Typically, this should provoke a lament on how people have destroyed nature.  But I have seen remnants of the natural wild state of this strip at a couple of state parks nearby.  Even though the countless snakes that originally slithered through the impenetrable mucky thickets and the swarms of insects that clouded the swamps are long gone, the remaining dense tangle is hardly the place for a relaxing vacation.  All in all, I guess I prefer it as it is.  I just wish there were some Michelangelo of coast development determining a better set of aesthetic considerations rather than the stark functional soviet housing blocks it has become.
Fri-



Portuguese Man o’War is as odd as its name.  I thought at first it was all jelly, but careful poking shows it is a tough balloon.  Reading indicates that not only is it venomous, but more startling it is not even a true multicelled organism.  More like a beehive colony of single cells, which somehow support the shape, the air inside, and the venomous tentacles that swimmers (and beachcombers) should avoid.

I suppose, since it is classed under hydrozoa, that ancestors of this creature diverged from ours early on.  I further suppose there would be little if any fossil record of their changes over the eons.  Perhaps they have been around in the same shape since before creatures made it to land, or before there were multicelled animals at all.  These interesting but useless speculations are both a blessing and a curse of our consciousness.  It’s wonderful that we have the capacity to learn and think of elements of our universe so alien to our everyday experience.
Sat-


Temperatures reported on the news are a little deceptive.  With gale-force winds whipping off the Atlantic, churning the surf into a fury, a person can chill down awful fast, even after chasing a hat down the beach.  So far, the winds have hardly ceased, and it feels at least five, sometimes ten, degrees colder than are measured inland a ways. 

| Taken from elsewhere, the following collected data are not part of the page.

//! Argument helpers shared by the operation plugins

use reckon_core::{CalcError, Matrix, Value, Vector};

/// Extract a matrix argument
pub fn extract_matrix(value: &Value, op: &str, arg: &str) -> Result<Matrix, CalcError> {
    match value {
        Value::Matrix(m) => Ok(m.clone()),
        _ => Err(CalcError::arg_type(op, arg, "Matrix", value.type_name())),
    }
}

/// Extract a vector argument
///
/// A single-row or single-column matrix counts as a vector, so `b` can be
/// typed the same way as the matrices.
pub fn extract_vector(value: &Value, op: &str, arg: &str) -> Result<Vector, CalcError> {
    match value {
        Value::Vector(v) => Ok(v.clone()),
        Value::Matrix(m) => m
            .to_vector()
            .ok_or_else(|| CalcError::arg_type(op, arg, "Vector", "Matrix")),
        _ => Err(CalcError::arg_type(op, arg, "Vector", value.type_name())),
    }
}
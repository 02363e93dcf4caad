//! Calculation history
//!
//! Session-scoped, newest first. Entries are write-once; the only way to
//! drop them is `clear`. Nothing persists across sessions.

use reckon_core::{Matrix, Value};
use serde::Serialize;

/// One successful operation
#[derive(Debug, Clone, PartialEq, Serialize)]
pub struct HistoryEntry {
    pub id: u64,
    pub operation: String,
    pub operand_a: Matrix,
    #[serde(skip_serializing_if = "Option::is_none")]
    pub operand_b: Option<Matrix>,
    pub result: Value,
}

/// Ordered log of past operations
#[derive(Debug, Default)]
pub struct History {
    entries: Vec<HistoryEntry>,
    next_id: u64,
}

impl History {
    pub fn new() -> Self {
        Self::default()
    }

    /// Prepend an entry and hand back a reference to it
    pub fn record(
        &mut self,
        operation: impl Into<String>,
        operand_a: Matrix,
        operand_b: Option<Matrix>,
        result: Value,
    ) -> &HistoryEntry {
        let id = self.next_id;
        self.next_id += 1;
        self.entries.insert(
            0,
            HistoryEntry {
                id,
                operation: operation.into(),
                operand_a,
                operand_b,
                result,
            },
        );
        &self.entries[0]
    }

    pub fn clear(&mut self) {
        self.entries.clear();
    }

    /// Entries, newest first
    pub fn entries(&self) -> &[HistoryEntry] {
        &self.entries
    }

    pub fn len(&self) -> usize {
        self.entries.len()
    }

    pub fn is_empty(&self) -> bool {
        self.entries.is_empty()
    }
}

Except for the high-rises, it can look like Maine, lighthouse and all.  Florida lighthouses I have seen look much better from a distance then up close.  They are none of the European/New England cute stone fortresses, but rather squat black iron water towers braced by utilitarian ugly black iron beams.  Post-civil war military utilitarian aesthetic.  That period gave us the Brooklyn Bridge, the Eiffel Tower, a lot of historic New York and Paris, but passed Florida by.   Of course, almost nobody lived here until the 1920’s, it was truly a wilderness zone.
Sun-


Sign at (private _ $2 to get on) Lauderdale pier reads “sea turtle nesting,” and countless signs along the main highway advise that  street lights are dimmed during the nesting period.  Turtles are an ancient order, although not nearly so ancient as the jellyfish which are one of their main food sources.  Ocean warming and possibly pollution have dramatically increased the jellyfish supply, and perhaps the turtles are rebounding as well.  Humans may be a silver lining for a few creatures beyond cockroaches, rats, and seagulls!

We have an odd place in our heart for turtles.  They’re not exactly cute, but they seem about the least threatening objects around.  Nobody has nightmares of being pursued by a giant tortoise, nor dreads being locked in a dark closet with a sea turtle.  We don’t worry about falling overboard and finding one swimming toward us, and even the most ingenious and bloodthirsty cultures and rulers have unable to work them into torture.  I wish them health, although I’ve never seen a live one outside a zoo or aquarium, and probably never will.